Les origines de Thibaultville se confondent un peu avec celles de Sainte-Geneviève. Le Breton Jean-Marie Judé, n’ayant pu s’y acclimater, plia bagage et partit avec sa famille pour la Californie. Le Lorrain Constantin Tauffenbach, habile peintre décorateur, vint s’y établir vers 1882. Nous trouvons aussi aux débuts de Thibaultville la famille Aurieux, de même que Bourgoin, des chantiers maritimes de Nantes, qui construisit deux bateaux pour la navigation sur la rivière Rouge.

Thibaultville eut son curé français : l’abbé Désiré Claveloux, à la carrière mouvementée. Né à Montbrisson (Loire) et ordonné à Montréal, il fut d’abord vicaire à Wauchope, paroisse de l’abbé Gaire, d’où il desservit le centre de Dumas. On avait alors besoin de prêtres disposés à embrasser le rite ruthène, pour s’occuper des immigrants venus de Galicie. L’abbé Claveloux passa deux ans dans leur pays, pour s’initier à la langue et à la liturgie, ce qui lui permit d’exercer le ministère parmi cette population négligée. La guerre le ramena en France où il servit comme aumônier militaire. De retour au Manitoba, il fut durant vingt ans curé de la paroisse de Thibaultville. Revenu en France en 1939 et surpris par la seconde Grande Guerre, il se rendit utile dans le diocèse de Lyon et décéda retiré à Vernaison (Rhône) en 1951.


Henri d’Hellencourt, colon amateur, tribun et journaliste

Henri Lefebvre d’Hellencourt, ancien officier de cavalerie né en Champagne, apparut au Manitoba dès 1891 et y vécut une quinzaine d’années. La période la plus dure fut celle qu’il passa quelque part dans la région de Sainte-Anne, s’essayant à la culture. Cet homme jeune et vigoureux, de stature impressionnante, était peu doué pour le travail de colon. Dans la belle saison, le visiteur pouvait contempler devant sa porte un magnifique parterre de lis rouges, plante indigène, il est vrai, mais qui contrastait singulièrement avec la modestie de la demeure et l’aspect sauvage de la forêt environnante. Il charriait de temps en temps à Winnipeg dans un traîneau tiré par deux cayouses, une charge d’épinettes rouges en longueur, pour vendre comme bois de chauffage. En passant à Lorette, il faisait halte chez son ami, Médéric Gendron, un ardent libéral comme lui.

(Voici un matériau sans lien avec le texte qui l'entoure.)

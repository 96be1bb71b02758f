//! Jobwatch core: domain types and the pure run state machine.
mod effect;
mod links;
mod msg;
mod notification;
mod prompt;
mod record;
mod state;
mod update;
mod verdict;

pub use effect::Effect;
pub use links::{host_in_domain, select_candidates, ProcessedLinkSet};
pub use msg::Msg;
pub use notification::{
    Notification, JOB_FOUND_TAGS, JOB_FOUND_TITLE, STATUS_BODY, STATUS_TAGS, STATUS_TITLE,
};
pub use prompt::{build_screening_prompt, DETAILS_EXCERPT_CHARS};
pub use record::{collapse_whitespace, hostname_of, JobRecord, NO_TITLE_PLACEHOLDER};
pub use state::{RunState, SkippedLink, Stage};
pub use update::update;
pub use verdict::{KeywordVerdictParser, Verdict, VerdictParser};
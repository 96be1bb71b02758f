use crate::JobRecord;

/// Side effects requested by [`crate::update`]; each one is answered with a [`crate::Msg`].
#[derive(Debug, Clone, PartialEq, Eq)]
pub enum Effect {
    /// Answered with `SearchCompleted`. A failed search ends the run.
    Search,
    /// Answered with `PageFetched` or `PageFailed`.
    FetchPage { link: String },
    /// Answered with `Classified`.
    Classify { record: JobRecord },
    /// Answered with `NotificationSent`.
    NotifyJob { record: JobRecord },
    /// Replace the persisted link list. Answered with `Finalized`.
    PersistLinks { links: Vec<String> },
    /// Send the nothing-found status. Answered with `Finalized`.
    NotifyStatus,
}
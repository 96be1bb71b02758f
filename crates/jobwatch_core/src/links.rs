use std::collections::HashSet;

use url::Url;

/// Links handled by earlier runs, in discovery order and without duplicates.
#[derive(Debug, Clone, PartialEq, Eq, Default)]
pub struct ProcessedLinkSet {
    links: Vec<String>,
    index: HashSet<String>,
}

impl ProcessedLinkSet {
    pub fn new() -> Self {
        Self::default()
    }

    /// Builds a set from persisted links; later duplicates are dropped.
    pub fn from_links<I>(links: I) -> Self
    where
        I: IntoIterator<Item = String>,
    {
        let mut set = Self::new();
        set.extend_unique(links);
        set
    }

    pub fn contains(&self, link: &str) -> bool {
        self.index.contains(link)
    }

    pub fn len(&self) -> usize {
        self.links.len()
    }

    pub fn is_empty(&self) -> bool {
        self.links.is_empty()
    }

    pub fn as_slice(&self) -> &[String] {
        &self.links
    }

    /// Appends `link` unless already present. Returns whether it was added.
    pub fn insert(&mut self, link: String) -> bool {
        if self.index.contains(&link) {
            return false;
        }
        self.index.insert(link.clone());
        self.links.push(link);
        true
    }

    /// Appends every link not yet present and returns how many were added.
    pub fn extend_unique<I>(&mut self, links: I) -> usize
    where
        I: IntoIterator<Item = String>,
    {
        links
            .into_iter()
            .map(|link| self.insert(link))
            .filter(|added| *added)
            .count()
    }

    /// Keeps links that are neither processed nor repeated earlier in `links`.
    pub fn retain_unseen<I>(&self, links: I) -> Vec<String>
    where
        I: IntoIterator<Item = String>,
    {
        let mut seen = HashSet::new();
        links
            .into_iter()
            .filter(|link| !self.contains(link) && seen.insert(link.clone()))
            .collect()
    }

    pub fn into_links(self) -> Vec<String> {
        self.links
    }
}

/// Reduces decoded search hits to candidate links, preserving document order.
///
/// Drops hits that are not absolute http(s) URLs, hits hosted on
/// `provider_domain` or one of its subdomains, processed links and repeats.
pub fn select_candidates<I>(hits: I, provider_domain: &str, processed: &ProcessedLinkSet) -> Vec<String>
where
    I: IntoIterator<Item = String>,
{
    let external = hits.into_iter().filter(|hit| {
        let Ok(url) = Url::parse(hit) else {
            return false;
        };
        if !matches!(url.scheme(), "http" | "https") {
            return false;
        }
        match url.host_str() {
            Some(host) => !host_in_domain(host, provider_domain),
            None => false,
        }
    });
    processed.retain_unseen(external)
}

pub fn host_in_domain(host: &str, domain: &str) -> bool {
    let host = host.trim_end_matches('.');
    host.eq_ignore_ascii_case(domain)
        || host
            .to_ascii_lowercase()
            .ends_with(&format!(".{}", domain.to_ascii_lowercase()))
}
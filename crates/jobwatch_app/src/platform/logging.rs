//! Logger setup for the `jobwatch` binary.

use std::fs::File;
use std::path::{Path, PathBuf};

use log::LevelFilter;
use simplelog::{
    ColorChoice, CombinedLogger, Config, ConfigBuilder, SharedLogger, TermLogger, TerminalMode,
    WriteLogger,
};

/// Destination for log output.
pub enum LogDestination {
    /// Write to the terminal only.
    Terminal,
    /// Write to the terminal and append to the given file.
    Both(PathBuf),
}

/// Install the global logger. Calling this twice keeps the first logger.
pub fn initialize(destination: LogDestination) {
    let level = LevelFilter::Info;
    let config = build_config();

    let mut loggers: Vec<Box<dyn SharedLogger>> = vec![TermLogger::new(
        level,
        config.clone(),
        TerminalMode::Mixed,
        ColorChoice::Auto,
    )];
    if let LogDestination::Both(path) = destination {
        if let Some(file_logger) = create_file_logger(&path, level, config) {
            loggers.push(file_logger);
        }
    }

    let _ = CombinedLogger::init(loggers);
}

fn build_config() -> Config {
    ConfigBuilder::new()
        .set_time_format_rfc3339()
        .set_target_level(LevelFilter::Error)
        .add_filter_ignore_str("reqwest")
        .add_filter_ignore_str("hyper")
        .build()
}

fn create_file_logger(
    path: &Path,
    level: LevelFilter,
    config: Config,
) -> Option<Box<WriteLogger<File>>> {
    let file = File::options().create(true).append(true).open(path);
    match file {
        Ok(file) => Some(WriteLogger::new(level, config, file)),
        Err(err) => {
            eprintln!("Warning: Could not open log file at {:?}: {}", path, err);
            None
        }
    }
}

— Je porte mon Red Fyfe en ville !… lançait-il avec un clin d’œil.

La petite Constance Gendron fut longtemps intriguée par cette phrase mystérieuse, avant de découvrir qu’il s’agissait d’une marque célébre de blé et qu’on avait pris l’habitude d’appeler l’épinette rouge le Red Fyfe des pauvres gens. D’autres fois, il était à cheval sur un bronco. Et la même fillette admirait avec quelle grâce et quelle légèreté ce parfait cavalier enfourchait sa monture et en descendait. D’Hellencourt prit homestead à l’endroit où se trouve aujourd’hui l’église de Marchand, plus au sud, et on le vit moins fréquemment sur la route.

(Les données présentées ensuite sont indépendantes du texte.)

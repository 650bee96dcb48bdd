//! Configuration for the DRAM timing engine and scheduler.
//!
//! A `Config` is the user-facing, `serde`-deserializable set of primary
//! timing/geometry/policy keys. [`Config::derive`] runs once at
//! construction and folds those primary keys into the frozen per-scope
//! timing tables ([`ChannelTiming`], [`RankTiming`], [`BankTiming`]) and
//! [`EnergyCoefficients`] the engine consumes directly, plus a sanity pass
//! that rejects pathological combinations.

use serde::Deserialize;

use crate::common::error::ConfigError;
use crate::dram::coords::{AddressMapping, BitField};

/// Default configuration constants, a small DDR3-class profile.
///
/// These mirror the reference settings of the controller this simulator is
/// modeled on: 2 ranks, 8 banks, a 128-byte row buffer line, and an
/// `(max_row_idle=0, max_row_hits=5)` row-buffer policy.
mod defaults {
    pub const TRANSACTION_QUEUE: usize = 64;
    pub const COMMAND_QUEUE: usize = 64;
    pub const REQUEST_QUEUE: usize = 64;

    pub const CHANNEL_BITS: u32 = 0;
    pub const RANK_BITS: u32 = 1;
    pub const BANK_BITS: u32 = 3;
    pub const ROW_BITS: u32 = 16;
    pub const COLUMN_BITS: u32 = 7;
    pub const LINE_BITS: u32 = 6;

    pub const MAX_ROW_IDLE: u32 = 0;
    pub const MAX_ROW_HITS: u32 = 5;

    pub const TRANSACTION_DELAY: u32 = 1;
    pub const COMMAND_DELAY: u32 = 0;
    pub const T_CMD: u32 = 1;
    pub const T_RCMD: u32 = 1;

    pub const T_CL: u32 = 5;
    pub const T_CWL: u32 = 4;
    pub const T_AL: u32 = 0;
    pub const T_BL: u32 = 4;
    pub const T_RAS: u32 = 15;
    pub const T_RCD: u32 = 5;
    pub const T_RRD: u32 = 4;
    pub const T_RC: u32 = 20;
    pub const T_RP: u32 = 5;
    pub const T_CCD: u32 = 4;
    pub const T_RTP: u32 = 4;
    pub const T_WTR: u32 = 4;
    pub const T_WR: u32 = 6;
    pub const T_RTRS: u32 = 1;
    pub const T_RFC: u32 = 64;
    pub const T_REFI: u32 = 3120;
    pub const T_FAW: u32 = 16;
    pub const T_CKE: u32 = 3;
    pub const T_XP: u32 = 3;

    pub const DEVICES: u32 = 8;

    pub const IDD0: u32 = 100;
    pub const IDD2N: u32 = 50;
    pub const IDD2P: u32 = 10;
    pub const IDD2Q: u32 = 50;
    pub const IDD3N: u32 = 65;
    pub const IDD4R: u32 = 195;
    pub const IDD4W: u32 = 230;
    pub const IDD5: u32 = 275;
    pub const IDD6: u32 = 9;
}

/// Address-field widths, expressed as `log2(count)`, matching the order
/// `line, channel, column, bank, rank, row` (low bits to high bits).
#[derive(Debug, Clone, Copy, Deserialize)]
pub struct GeometryConfig {
    #[serde(default = "GeometryConfig::default_channel")]
    pub channel: u32,
    #[serde(default = "GeometryConfig::default_rank")]
    pub rank: u32,
    #[serde(default = "GeometryConfig::default_bank")]
    pub bank: u32,
    #[serde(default = "GeometryConfig::default_row")]
    pub row: u32,
    #[serde(default = "GeometryConfig::default_column")]
    pub column: u32,
    #[serde(default = "GeometryConfig::default_line")]
    pub line: u32,
}

impl GeometryConfig {
    fn default_channel() -> u32 {
        defaults::CHANNEL_BITS
    }
    fn default_rank() -> u32 {
        defaults::RANK_BITS
    }
    fn default_bank() -> u32 {
        defaults::BANK_BITS
    }
    fn default_row() -> u32 {
        defaults::ROW_BITS
    }
    fn default_column() -> u32 {
        defaults::COLUMN_BITS
    }
    fn default_line() -> u32 {
        defaults::LINE_BITS
    }
}

impl Default for GeometryConfig {
    fn default() -> Self {
        Self {
            channel: defaults::CHANNEL_BITS,
            rank: defaults::RANK_BITS,
            bank: defaults::BANK_BITS,
            row: defaults::ROW_BITS,
            column: defaults::COLUMN_BITS,
            line: defaults::LINE_BITS,
        }
    }
}

/// Queue capacities for the three per-controller queues.
#[derive(Debug, Clone, Copy, Deserialize)]
pub struct QueueConfig {
    #[serde(default = "QueueConfig::default_transaction")]
    pub transaction: usize,
    #[serde(default = "QueueConfig::default_command")]
    pub command: usize,
    #[serde(default = "QueueConfig::default_request")]
    pub request: usize,
}

impl QueueConfig {
    fn default_transaction() -> usize {
        defaults::TRANSACTION_QUEUE
    }
    fn default_command() -> usize {
        defaults::COMMAND_QUEUE
    }
    fn default_request() -> usize {
        defaults::REQUEST_QUEUE
    }
}

impl Default for QueueConfig {
    fn default() -> Self {
        Self {
            transaction: defaults::TRANSACTION_QUEUE,
            command: defaults::COMMAND_QUEUE,
            request: defaults::REQUEST_QUEUE,
        }
    }
}

/// Row-buffer scheduling policy knobs.
#[derive(Debug, Clone, Copy, Deserialize)]
pub struct PolicyConfig {
    /// Idle cycles a bank may sit open with no demand before lazy precharge
    /// closes it. `0` behaves as a closed-page policy.
    #[serde(default = "PolicyConfig::default_max_row_idle")]
    pub max_row_idle: u32,
    /// Row-hit cap before the scheduler forces a precharge even if the next
    /// Transaction targets the same row.
    #[serde(default = "PolicyConfig::default_max_row_hits")]
    pub max_row_hits: u32,
}

impl PolicyConfig {
    fn default_max_row_idle() -> u32 {
        defaults::MAX_ROW_IDLE
    }
    fn default_max_row_hits() -> u32 {
        defaults::MAX_ROW_HITS
    }
}

impl Default for PolicyConfig {
    fn default() -> Self {
        Self {
            max_row_idle: defaults::MAX_ROW_IDLE,
            max_row_hits: defaults::MAX_ROW_HITS,
        }
    }
}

Ce colon amateur devait finir par trouver sa voie dans la politique et le journalisme. Le souvenir qu’en ont gardé ceux de sa génération est celui de l’ardent polémiste et de la part qu’il prit aux campagnes électorales. Il donna du fil à retordre à Alphonse Larivière, pourtant rompu à toutes les ruses du métier « Je vais prendre le taureau par les cornes ! » annonçait-il en guise d’entrée en matière. Et il fonçait sur l’adversaire avec une bordée d’arguments et un déluge verbal sous lesquels le vétéran de la politique se trouvait submergé.

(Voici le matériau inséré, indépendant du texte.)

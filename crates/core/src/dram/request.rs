//! Requests (the user-visible unit) and Transactions (their in-flight
//! decomposition once they cross the `transaction_delay` gate).

use super::coords::Coordinates;

/// Index into the request arena. Commands and Transactions hold this
/// instead of a `Request` reference, so there are no cycles.
pub type RequestId = usize;

/// The user-visible memory reference: one `submit` call.
#[derive(Debug, Clone, Copy)]
pub struct Request {
    pub address: u64,
    pub is_write: bool,
    /// Cycle the request was admitted via `submit`.
    pub allocate_time: u64,
    /// Cycle the satisfying data beat completed. `None` until retired.
    pub release_time: Option<u64>,
}

/// A Request's internal decomposition: its decoded Coordinates plus a
/// back-pointer to the owning Request.
#[derive(Debug, Clone, Copy)]
pub struct Transaction {
    pub request_id: RequestId,
    pub coords: Coordinates,
    pub is_write: bool,
}

/// Fixed-capacity arena of live Requests, indexed by `RequestId`.
///
/// Requests are retired (removed) out of order with respect to admission,
/// since distinct banks complete in different orders; a slab of `Option<T>`
/// slots with a free-list is the natural fit, the same shape as the
/// teacher's reorder buffer but without the head/tail ordering constraint
/// since retirement here is keyed by `release_time`, not FIFO position.
#[derive(Debug)]
pub struct RequestArena {
    slots: Vec<Option<Request>>,
    free: Vec<RequestId>,
    len: usize,
}

impl RequestArena {
    pub fn new(capacity: usize) -> Self {
        Self {
            slots: (0..capacity).map(|_| None).collect(),
            free: (0..capacity).rev().collect(),
            len: 0,
        }
    }

    pub fn capacity(&self) -> usize {
        self.slots.len()
    }

    pub fn len(&self) -> usize {
        self.len
    }

    pub fn is_empty(&self) -> bool {
        self.len == 0
    }

    pub fn is_full(&self) -> bool {
        self.free.is_empty()
    }

    /// Inserts a request, returning its id, or `None` if the arena is full.
    pub fn insert(&mut self, request: Request) -> Option<RequestId> {
        let id = self.free.pop()?;
        self.slots[id] = Some(request);
        self.len += 1;
        Some(id)
    }

    pub fn get(&self, id: RequestId) -> Option<&Request> {
        self.slots[id].as_ref()
    }

    pub fn get_mut(&mut self, id: RequestId) -> Option<&mut Request> {
        self.slots[id].as_mut()
    }

    /// Removes the request at `id`, making the slot available for reuse.
    pub fn remove(&mut self, id: RequestId) -> Option<Request> {
        let value = self.slots[id].take();
        if value.is_some() {
            self.free.push(id);
            self.len -= 1;
        }
        value
    }

    /// Ids of all requests whose `release_time` has elapsed by `clock`,
    /// in arena-slot order (phase (g) "Request retirement").
    pub fn retirable(&self, clock: u64) -> Vec<RequestId> {
        self.slots
            .iter()
            .enumerate()
            .filter_map(|(id, slot)| {
                let request = slot.as_ref()?;
                let release = request.release_time?;
                (release <= clock).then_some(id)
            })
            .collect()
    }
}

#[cfg(test)]
mod tests {
    use super::*;

    fn req(allocate_time: u64) -> Request {
        Request {
            address: 0,
            is_write: false,
            allocate_time,
            release_time: None,
        }
    }

    #[test]
    fn insert_and_remove_reuses_slots() {
        let mut arena = RequestArena::new(2);
        let a = arena.insert(req(0)).unwrap();
        let b = arena.insert(req(1)).unwrap();
        assert!(arena.insert(req(2)).is_none());
        assert!(arena.is_full());
        let _ = arena.remove(a);
        let c = arena.insert(req(2)).unwrap();
        assert_eq!(c, a);
        assert_eq!(arena.get(b).unwrap().allocate_time, 1);
    }

    #[test]
    fn retirable_picks_up_elapsed_release_times() {
        let mut arena = RequestArena::new(3);
        let a = arena.insert(req(0)).unwrap();
        let b = arena.insert(req(0)).unwrap();
        arena.get_mut(a).unwrap().release_time = Some(10);
        arena.get_mut(b).unwrap().release_time = Some(20);
        assert_eq!(arena.retirable(10), vec![a]);
        assert_eq!(arena.retirable(20), vec![a, b]);
    }
}
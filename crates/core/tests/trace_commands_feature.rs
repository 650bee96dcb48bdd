//! Exercises the `trace-commands` feature's tracing output path. Only
//! compiled when the feature is enabled (`cargo test --features trace-commands`).

#![cfg(feature = "trace-commands")]

use dramsim_core::config::Config;
use dramsim_core::dram::ControllerHub;

#[test]
fn issuing_a_command_emits_a_trace_event() {
    let _ = tracing_subscriber::fmt()
        .with_max_level(tracing::Level::TRACE)
        .with_test_writer()
        .try_init();

    let config = Config::default();
    let mut hub = ControllerHub::new(&config).unwrap();
    let _ = hub.submit(0, 0x40, false);
    for clk in 0..10 {
        hub.tick(clk);
    }
    // No panics and an activation happened; the tracing event itself is
    // asserted indirectly since capturing TestWriter output needs a custom
    // subscriber layer, out of scope for this smoke test.
    assert!(hub.stats().activate_count >= 1);
}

Un jour, c’est au cours de sa harangue que d’Hellencourt lança son mot de guerre fameux : « Maintenant, je vais prendre le taureau par les cornes !… »

— Est-ce à moi que vous lancez ce défi ? demanda Larivière qui avait la corpulence de l’animal en question.

— Non, pas à vous-même, cette fois, mais au taureau dont vous venez de tortiller affreusement la queue…

Le Champenois avait pour lui les rieurs et les nombreux amateurs de débats spectaculaires. C’était le beau temps des joutes oratoires dont le public se passionnait. Mais le tribun ne connut pas le même succès comme journaliste, avec son Écho du Manitoba. Les Canadiens de ce temps-là aimaient moins à lire qu’à écouter de bons orateurs.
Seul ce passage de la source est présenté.